Collected data entries:
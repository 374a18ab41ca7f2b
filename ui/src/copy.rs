//! Clipboard copy with a transient confirmation label.

use std::future::Future;
use std::time::Duration;

use dioxus::prelude::*;

use crate::compat;
use crate::compat::ClipboardError;
use crate::feedback;
use crate::feedback::Generation;
use crate::feedback::Transient;
use crate::feedback::TransientSlot;

/// The label of a copy button.
#[derive(Clone, Copy, Debug, Default, PartialEq, Eq)]
pub enum CopyLabel {
    #[default]
    Copy,
    Copied,
    Error,
}

impl CopyLabel {
    pub fn text(&self) -> &'static str {
        match self {
            CopyLabel::Copy => "Copy",
            CopyLabel::Copied => "Copied",
            CopyLabel::Error => "Error",
        }
    }

    /// The label shown after a clipboard write finished.
    pub fn after(result: &Result<(), ClipboardError>) -> Self {
        match result {
            Ok(()) => CopyLabel::Copied,
            Err(_) => CopyLabel::Error,
        }
    }
}

/// The text to copy: the trimmed source, or `None` when there is nothing to copy.
pub fn copy_source(raw: &str) -> Option<&str> {
    let trimmed = raw.trim();
    (!trimmed.is_empty()).then_some(trimmed)
}

/// Copies `source` to the clipboard and flashes the outcome on `label`.
///
/// Empty sources are ignored. The trigger claims its generation before the
/// write starts, so the label always reports the most recent trigger even
/// when an older write finishes later.
pub fn copy_with_feedback(mut label: Signal<Transient<CopyLabel>>, source: &str, window: Duration) {
    let Some(text) = copy_source(source) else {
        return;
    };
    let generation = label.write().reserve();

    spawn(report_copy(
        label,
        generation,
        text.to_string(),
        window,
        compat::clipboard_set,
    ));
}

/// Runs `write` and shows its outcome on `label` for `generation`.
pub async fn report_copy<S, W, F>(label: S, generation: Generation, text: String, window: Duration, write: W)
where
    S: TransientSlot<CopyLabel>,
    W: FnOnce(String) -> F,
    F: Future<Output = Result<(), ClipboardError>>,
{
    let result = write(text).await;
    if let Err(e) = &result {
        dioxus_logger::tracing::warn!("clipboard write failed: {}", e);
    }
    feedback::show_for(label, generation, CopyLabel::after(&result), window).await;
}

#[cfg(test)]
mod tests {
    use super::*;

    #[test]
    fn source_is_trimmed() {
        assert_eq!(copy_source("  0xABC123\n"), Some("0xABC123"));
        assert_eq!(copy_source(" \t "), None);
        assert_eq!(copy_source(""), None);
    }

    #[test]
    fn success_shows_copied_then_reverts() {
        let mut label = Transient::new(CopyLabel::Copy);
        let result: Result<(), ClipboardError> = Ok(());

        let generation = label.show(CopyLabel::after(&result));
        assert_eq!(label.current().text(), "Copied");

        label.expire(generation);
        assert_eq!(label.current().text(), "Copy");
    }

    #[test]
    fn failure_shows_error_then_reverts() {
        let mut label = Transient::new(CopyLabel::Copy);
        let result = Err(ClipboardError::Denied("permission denied".to_string()));

        let generation = label.show(CopyLabel::after(&result));
        assert_eq!(label.current().text(), "Error");

        label.expire(generation);
        assert_eq!(label.current().text(), "Copy");
    }

    #[tokio::test(start_paused = true)]
    async fn latest_trigger_owns_the_label_when_writes_finish_out_of_order() {
        use std::cell::RefCell;
        use std::rc::Rc;

        let window = Duration::from_secs(2);
        let label = Rc::new(RefCell::new(Transient::new(CopyLabel::Copy)));

        let local = tokio::task::LocalSet::new();
        local
            .run_until(async {
                // A slow write that succeeds.
                let first = label.borrow_mut().reserve();
                tokio::task::spawn_local(report_copy(
                    label.clone(),
                    first,
                    "0xABC123".to_string(),
                    window,
                    |_| async {
                        tokio::time::sleep(Duration::from_millis(2500)).await;
                        Ok(())
                    },
                ));

                // A later trigger whose write fails quickly.
                tokio::time::sleep(Duration::from_secs(1)).await;
                let second = label.borrow_mut().reserve();
                tokio::task::spawn_local(report_copy(
                    label.clone(),
                    second,
                    "0xABC123".to_string(),
                    window,
                    |_| async { Err(ClipboardError::Denied("permission denied".to_string())) },
                ));

                tokio::time::sleep(Duration::from_millis(500)).await;
                assert_eq!(*label.borrow().current(), CopyLabel::Error);

                // The first write lands after the second; it must not show.
                tokio::time::sleep(Duration::from_millis(1200)).await;
                assert_eq!(*label.borrow().current(), CopyLabel::Error);

                tokio::time::sleep(Duration::from_millis(500)).await;
                assert_eq!(*label.borrow().current(), CopyLabel::Copy);
            })
            .await;
    }

    #[tokio::test(start_paused = true)]
    async fn success_reverts_after_the_window() {
        use std::cell::RefCell;
        use std::rc::Rc;

        let window = Duration::from_secs(2);
        let label = Rc::new(RefCell::new(Transient::new(CopyLabel::Copy)));
        let generation = label.borrow_mut().reserve();

        let local = tokio::task::LocalSet::new();
        local
            .run_until(async {
                let task = tokio::task::spawn_local(report_copy(
                    label.clone(),
                    generation,
                    "0xABC123".to_string(),
                    window,
                    |text| async move {
                        assert_eq!(text, "0xABC123");
                        Ok(())
                    },
                ));

                tokio::time::sleep(Duration::from_millis(100)).await;
                assert_eq!(label.borrow().current().text(), "Copied");

                let _ = task.await;
                assert_eq!(label.borrow().current().text(), "Copy");
            })
            .await;
    }
}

• WORK REQUIRED
Find each line in the records holding the string "None" and show it.

• ANSWER SECTION
/// The text to copy: the trimmed source, or `None` when there is nothing to copy.
        assert_eq!(copy_source(" \t "), None);
        assert_eq!(copy_source(""), None);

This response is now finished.